### PROBLEM DETAILS
From the entries provided below, copy each line that contains the word "ports".

[Stored data entries]
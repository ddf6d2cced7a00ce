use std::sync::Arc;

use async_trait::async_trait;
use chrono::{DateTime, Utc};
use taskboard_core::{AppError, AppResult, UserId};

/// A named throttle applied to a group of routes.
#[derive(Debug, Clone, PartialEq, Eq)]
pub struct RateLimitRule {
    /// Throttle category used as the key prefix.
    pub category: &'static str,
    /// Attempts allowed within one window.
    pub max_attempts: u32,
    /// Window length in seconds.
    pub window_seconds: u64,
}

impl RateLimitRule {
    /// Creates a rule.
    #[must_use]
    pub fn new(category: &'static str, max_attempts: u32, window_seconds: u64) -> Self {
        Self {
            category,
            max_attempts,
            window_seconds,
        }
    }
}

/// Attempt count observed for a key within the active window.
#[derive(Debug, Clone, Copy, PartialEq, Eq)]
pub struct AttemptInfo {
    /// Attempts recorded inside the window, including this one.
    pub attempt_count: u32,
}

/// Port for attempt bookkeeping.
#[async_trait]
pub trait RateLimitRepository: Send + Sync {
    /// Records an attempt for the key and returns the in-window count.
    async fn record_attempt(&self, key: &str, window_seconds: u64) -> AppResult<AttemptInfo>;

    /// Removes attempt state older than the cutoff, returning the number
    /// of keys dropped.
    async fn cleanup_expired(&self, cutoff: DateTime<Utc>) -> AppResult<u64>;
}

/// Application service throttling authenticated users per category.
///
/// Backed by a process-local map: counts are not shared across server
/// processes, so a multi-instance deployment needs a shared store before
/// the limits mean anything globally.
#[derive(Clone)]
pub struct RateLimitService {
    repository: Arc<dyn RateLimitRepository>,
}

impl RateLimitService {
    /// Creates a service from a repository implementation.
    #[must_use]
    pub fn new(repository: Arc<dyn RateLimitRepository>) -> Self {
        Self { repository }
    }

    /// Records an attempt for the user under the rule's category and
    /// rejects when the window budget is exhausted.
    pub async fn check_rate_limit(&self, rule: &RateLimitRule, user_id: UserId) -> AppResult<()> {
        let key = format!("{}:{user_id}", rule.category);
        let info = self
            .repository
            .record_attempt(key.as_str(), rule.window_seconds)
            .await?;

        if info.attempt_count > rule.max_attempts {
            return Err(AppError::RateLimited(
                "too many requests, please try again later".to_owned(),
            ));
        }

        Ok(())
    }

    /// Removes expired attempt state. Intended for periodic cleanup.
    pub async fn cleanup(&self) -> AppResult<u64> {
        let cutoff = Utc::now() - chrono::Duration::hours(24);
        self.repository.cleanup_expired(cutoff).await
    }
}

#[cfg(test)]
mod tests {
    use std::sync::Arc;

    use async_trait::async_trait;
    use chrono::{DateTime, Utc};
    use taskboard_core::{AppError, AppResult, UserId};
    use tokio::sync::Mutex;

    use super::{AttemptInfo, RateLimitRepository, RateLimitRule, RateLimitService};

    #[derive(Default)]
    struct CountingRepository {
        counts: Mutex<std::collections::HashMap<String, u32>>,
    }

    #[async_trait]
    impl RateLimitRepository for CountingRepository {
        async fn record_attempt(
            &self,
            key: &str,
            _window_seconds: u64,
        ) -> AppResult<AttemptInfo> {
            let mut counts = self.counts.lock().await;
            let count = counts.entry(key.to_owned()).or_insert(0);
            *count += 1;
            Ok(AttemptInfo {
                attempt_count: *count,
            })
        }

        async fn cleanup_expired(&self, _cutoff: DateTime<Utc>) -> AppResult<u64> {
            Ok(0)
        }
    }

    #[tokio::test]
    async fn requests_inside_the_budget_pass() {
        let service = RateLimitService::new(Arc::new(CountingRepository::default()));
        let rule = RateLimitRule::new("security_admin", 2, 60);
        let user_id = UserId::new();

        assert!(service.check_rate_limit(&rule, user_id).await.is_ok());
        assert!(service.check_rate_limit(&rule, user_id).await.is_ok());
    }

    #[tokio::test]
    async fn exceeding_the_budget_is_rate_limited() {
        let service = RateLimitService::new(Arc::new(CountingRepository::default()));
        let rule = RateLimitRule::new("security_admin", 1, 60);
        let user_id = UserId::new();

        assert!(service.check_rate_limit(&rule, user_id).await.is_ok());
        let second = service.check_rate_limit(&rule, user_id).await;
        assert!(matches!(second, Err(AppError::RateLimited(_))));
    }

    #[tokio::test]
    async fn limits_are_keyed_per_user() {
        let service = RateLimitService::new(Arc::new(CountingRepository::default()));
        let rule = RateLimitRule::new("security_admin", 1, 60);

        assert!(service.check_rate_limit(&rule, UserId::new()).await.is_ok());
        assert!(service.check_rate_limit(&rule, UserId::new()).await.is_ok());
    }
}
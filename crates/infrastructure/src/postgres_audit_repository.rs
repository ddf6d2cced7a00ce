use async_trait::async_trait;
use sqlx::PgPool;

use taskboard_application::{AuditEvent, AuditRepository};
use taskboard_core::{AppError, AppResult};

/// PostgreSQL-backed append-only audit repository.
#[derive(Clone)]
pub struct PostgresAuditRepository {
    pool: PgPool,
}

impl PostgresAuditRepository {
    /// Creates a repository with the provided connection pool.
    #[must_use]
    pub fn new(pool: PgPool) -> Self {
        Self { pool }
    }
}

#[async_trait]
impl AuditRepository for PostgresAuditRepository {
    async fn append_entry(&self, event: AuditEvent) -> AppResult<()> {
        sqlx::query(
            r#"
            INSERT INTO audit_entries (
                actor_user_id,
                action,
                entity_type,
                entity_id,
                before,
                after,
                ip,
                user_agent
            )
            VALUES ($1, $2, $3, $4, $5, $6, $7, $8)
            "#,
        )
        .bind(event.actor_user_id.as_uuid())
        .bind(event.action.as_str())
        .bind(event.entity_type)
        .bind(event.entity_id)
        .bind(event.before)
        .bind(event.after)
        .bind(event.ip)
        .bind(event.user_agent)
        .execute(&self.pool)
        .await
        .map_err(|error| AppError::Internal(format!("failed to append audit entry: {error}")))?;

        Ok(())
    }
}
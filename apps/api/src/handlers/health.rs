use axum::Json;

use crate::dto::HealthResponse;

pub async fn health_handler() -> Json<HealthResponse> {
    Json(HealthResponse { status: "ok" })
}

--

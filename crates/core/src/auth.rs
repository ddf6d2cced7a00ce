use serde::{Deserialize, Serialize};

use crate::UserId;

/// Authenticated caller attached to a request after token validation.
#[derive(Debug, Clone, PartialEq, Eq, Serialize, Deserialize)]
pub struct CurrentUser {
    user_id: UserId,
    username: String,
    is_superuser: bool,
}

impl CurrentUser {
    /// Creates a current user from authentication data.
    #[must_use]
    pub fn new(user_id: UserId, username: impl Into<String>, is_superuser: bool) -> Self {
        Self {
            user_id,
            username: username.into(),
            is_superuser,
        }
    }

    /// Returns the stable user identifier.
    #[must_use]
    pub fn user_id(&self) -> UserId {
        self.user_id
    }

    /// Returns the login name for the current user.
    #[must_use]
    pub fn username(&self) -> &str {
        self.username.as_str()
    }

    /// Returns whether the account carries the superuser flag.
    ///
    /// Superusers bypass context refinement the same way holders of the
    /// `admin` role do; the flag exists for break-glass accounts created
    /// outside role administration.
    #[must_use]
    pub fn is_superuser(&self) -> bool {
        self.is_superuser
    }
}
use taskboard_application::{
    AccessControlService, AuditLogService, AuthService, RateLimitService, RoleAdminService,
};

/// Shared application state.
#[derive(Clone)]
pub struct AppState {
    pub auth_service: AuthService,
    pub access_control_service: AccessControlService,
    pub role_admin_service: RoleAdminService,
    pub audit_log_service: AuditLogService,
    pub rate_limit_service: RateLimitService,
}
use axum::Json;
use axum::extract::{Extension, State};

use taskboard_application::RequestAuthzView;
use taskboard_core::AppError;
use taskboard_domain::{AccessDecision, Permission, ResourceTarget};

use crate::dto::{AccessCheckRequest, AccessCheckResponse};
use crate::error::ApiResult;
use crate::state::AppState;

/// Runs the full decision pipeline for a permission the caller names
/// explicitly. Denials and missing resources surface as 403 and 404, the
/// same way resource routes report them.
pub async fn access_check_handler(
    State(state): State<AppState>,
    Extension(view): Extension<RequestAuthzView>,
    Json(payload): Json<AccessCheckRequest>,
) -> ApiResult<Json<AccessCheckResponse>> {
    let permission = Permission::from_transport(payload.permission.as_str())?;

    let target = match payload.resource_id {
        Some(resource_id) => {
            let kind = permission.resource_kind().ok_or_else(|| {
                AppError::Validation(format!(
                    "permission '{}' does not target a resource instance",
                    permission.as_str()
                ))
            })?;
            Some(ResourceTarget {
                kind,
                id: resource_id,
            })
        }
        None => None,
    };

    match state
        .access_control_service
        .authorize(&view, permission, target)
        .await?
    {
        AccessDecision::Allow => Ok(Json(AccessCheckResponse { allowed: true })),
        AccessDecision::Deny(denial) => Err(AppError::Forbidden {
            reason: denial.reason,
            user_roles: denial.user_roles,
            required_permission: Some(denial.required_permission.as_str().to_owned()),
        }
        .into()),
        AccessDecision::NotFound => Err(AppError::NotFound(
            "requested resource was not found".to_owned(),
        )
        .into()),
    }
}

---

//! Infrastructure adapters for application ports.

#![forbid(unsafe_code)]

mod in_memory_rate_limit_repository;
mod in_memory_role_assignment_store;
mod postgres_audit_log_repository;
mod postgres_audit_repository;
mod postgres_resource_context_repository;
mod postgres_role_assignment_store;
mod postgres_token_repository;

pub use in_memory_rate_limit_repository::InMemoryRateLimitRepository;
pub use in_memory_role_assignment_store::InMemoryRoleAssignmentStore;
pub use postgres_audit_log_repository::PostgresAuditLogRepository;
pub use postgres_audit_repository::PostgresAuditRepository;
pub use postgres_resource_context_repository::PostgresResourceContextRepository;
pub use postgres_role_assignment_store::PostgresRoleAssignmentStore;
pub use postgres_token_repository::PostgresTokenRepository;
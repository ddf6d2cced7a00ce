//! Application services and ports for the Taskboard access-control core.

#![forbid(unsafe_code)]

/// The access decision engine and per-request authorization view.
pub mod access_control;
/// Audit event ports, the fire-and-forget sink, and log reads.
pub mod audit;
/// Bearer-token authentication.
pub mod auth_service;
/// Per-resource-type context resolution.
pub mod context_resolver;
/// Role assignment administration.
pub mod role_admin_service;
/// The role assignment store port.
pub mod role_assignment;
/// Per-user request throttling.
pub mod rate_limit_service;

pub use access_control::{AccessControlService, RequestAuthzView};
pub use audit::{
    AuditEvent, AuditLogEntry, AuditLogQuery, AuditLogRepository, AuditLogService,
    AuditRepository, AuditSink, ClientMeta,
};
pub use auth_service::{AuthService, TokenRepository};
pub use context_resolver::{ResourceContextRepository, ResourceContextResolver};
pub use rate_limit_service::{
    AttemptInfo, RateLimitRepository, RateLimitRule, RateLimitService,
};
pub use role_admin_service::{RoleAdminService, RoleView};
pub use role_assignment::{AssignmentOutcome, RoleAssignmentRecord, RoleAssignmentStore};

### WRITTEN ANSWER
//! Infrastructure adapters for application ports.
//! Application services and ports for the Taskboard access-control core.
/// Audit event ports, the fire-and-forget sink, and log reads.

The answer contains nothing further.